The redistribution of the population through internal migration has become increasingly important as a component of population change in many countries around the world, including the UK, yet most research studies are based on data on migration flows between one set of administrative or statistical zones at one particular spatial scale. This poses intractable problems for policy-makers who want to compare internal migration in different countries using one or more indicators and to understand the relationship between migration and development. As we have shown in the case of the UK, the intensity at which people move between regions depends upon the size and shape of the regions concerned and it is only when all internal migrations are included in an aggregate CMI that direct comparisons between countries can be made and national league tables constructed as reported in Bell et al. (2015b). However, we contend that the IMAGE Studio provides researchers and practitioners with a means to develop a much better understanding of how different migration indicators are affected by the scale and zonation components of the MAUP. In this paper we have looked at selected indicators of migration intensity, effectiveness, impact, distance and distance deterrence and shown that whilst intensity, impact and distance are revealed to vary significantly by scale but less so by zonation, migration effectiveness and distance show greater scale independence but more sensitivity to zone shape.

Whilst these results are based on analysis of multiple zone configurations across a range of scales, the paper has also reported the scale effects when zones are optimised at different scales using the alternative algorithms available in the Studio that maximise certain objective functions subject to the constraints of contiguity. There are subtle differences in the scale gradients for particular indicators with the zone shape constraint serving to reduce the variations between the results from using different algorithms in all cases. We also observe that an optimized indicator at a particular scale may fall outside the range of values computed when the IRA wave algorithm is adopted. This finding is not unexpected because we explore only a fraction of possible configurations using the IRA-wave aggregations (200 iterations per scale) under the shape constrains of adjacent regions. Fundamentally, the full exploration of possible configurations is a large computational problem and even today an exhaustive algorithm is only applicable to small aggregation problems (Keane 1975). One interesting conclusion that emerges from using the IMAGE Studio is that a migration indictor such as the CMI calculated on the basis of published migration data at one spatial scale does not necessarily reflect the ‘true’ migration rate because it is reflecting particular size and shape characteristics of the zones in the country that have been used to collect the migration data in the first place. The mean value of the CMI computed from many configurations at any one scale, i.e. with the same number of zones, will offer a better measure. Further research is required using countries where data are available on migration at different spatial scales to compare published rates with estimated means derived using the IMAGE Studio from configurations based on lower level spatial units.

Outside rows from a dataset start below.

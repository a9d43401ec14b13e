use serde::{Deserialize, Serialize};

use super::agent::{Agent, Sector};
use super::shock::ShockEvent;

#[derive(Debug, Clone, PartialEq, Deserialize, Serialize)]
pub struct SectorSummary {
    pub id: Sector,
    pub avg_price_change_pct: f64,
    pub total_market_cap: f64,
    pub agent_count: u32,
}

/// Full authoritative state from `GET /market/snapshot`.
#[derive(Debug, Clone, PartialEq, Deserialize, Serialize)]
pub struct MarketSnapshot {
    pub tick_number: u64,
    pub total_market_cap: f64,
    pub cascade_probability: f64,
    #[serde(default)]
    pub active_shocks: Vec<ShockEvent>,
    pub agents: Vec<Agent>,
    #[serde(default)]
    pub sectors: Vec<SectorSummary>,
}

/// Scalar market-wide values carried alongside the agent map.
#[derive(Debug, Clone, Copy, Default, PartialEq, Serialize)]
pub struct AggregateMetrics {
    pub tick_number: u64,
    pub total_market_cap: f64,
    pub cascade_probability: f64,
    pub active_shocks: u32,
}

impl From<&MarketSnapshot> for AggregateMetrics {
    fn from(snapshot: &MarketSnapshot) -> Self {
        Self {
            tick_number: snapshot.tick_number,
            total_market_cap: snapshot.total_market_cap,
            cascade_probability: snapshot.cascade_probability,
            active_shocks: snapshot.active_shocks.len() as u32,
        }
    }
}

/// Subset of aggregate fields carried by a push tick.
#[derive(Debug, Clone, Copy, Default, PartialEq)]
pub struct AggregatePatch {
    pub tick_number: Option<u64>,
    pub total_market_cap: Option<f64>,
    pub cascade_probability: Option<f64>,
    pub active_shocks: Option<u32>,
}

impl AggregatePatch {
    pub fn apply_to(&self, metrics: &mut AggregateMetrics) {
        if let Some(v) = self.tick_number {
            metrics.tick_number = v;
        }
        if let Some(v) = self.total_market_cap {
            metrics.total_market_cap = v;
        }
        if let Some(v) = self.cascade_probability {
            metrics.cascade_probability = v;
        }
        if let Some(v) = self.active_shocks {
            metrics.active_shocks = v;
        }
    }
}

Whilst the results of the IMAGE project have reported the use of the Studio for comparative analysis of internal migration in different countries around the world (Bell et al. 2015b; Rees et al. 2016; Stillwell et al. 2016) where zone systems are very different, there is also the potential in using the Studio to explore how scale and zonation effects might vary by demographic (age, sex, ethnicity) or socio-economic (occupation, tenure, health status) group in any single country (see Stillwell et al. 2018, for an initial study of variations by age group in the UK). A further avenue of investigation might be to explore the relationship between migration indicators and explanatory variables at different spatial scales using correlation analysis of the type that was employed to investigate the MAUP effects in earlier studies of stock variables. Moreover, the aggregation algorithms in Studio might be usefully adapted to provide an automated system for aggregating explanatory variables and generating summary measures.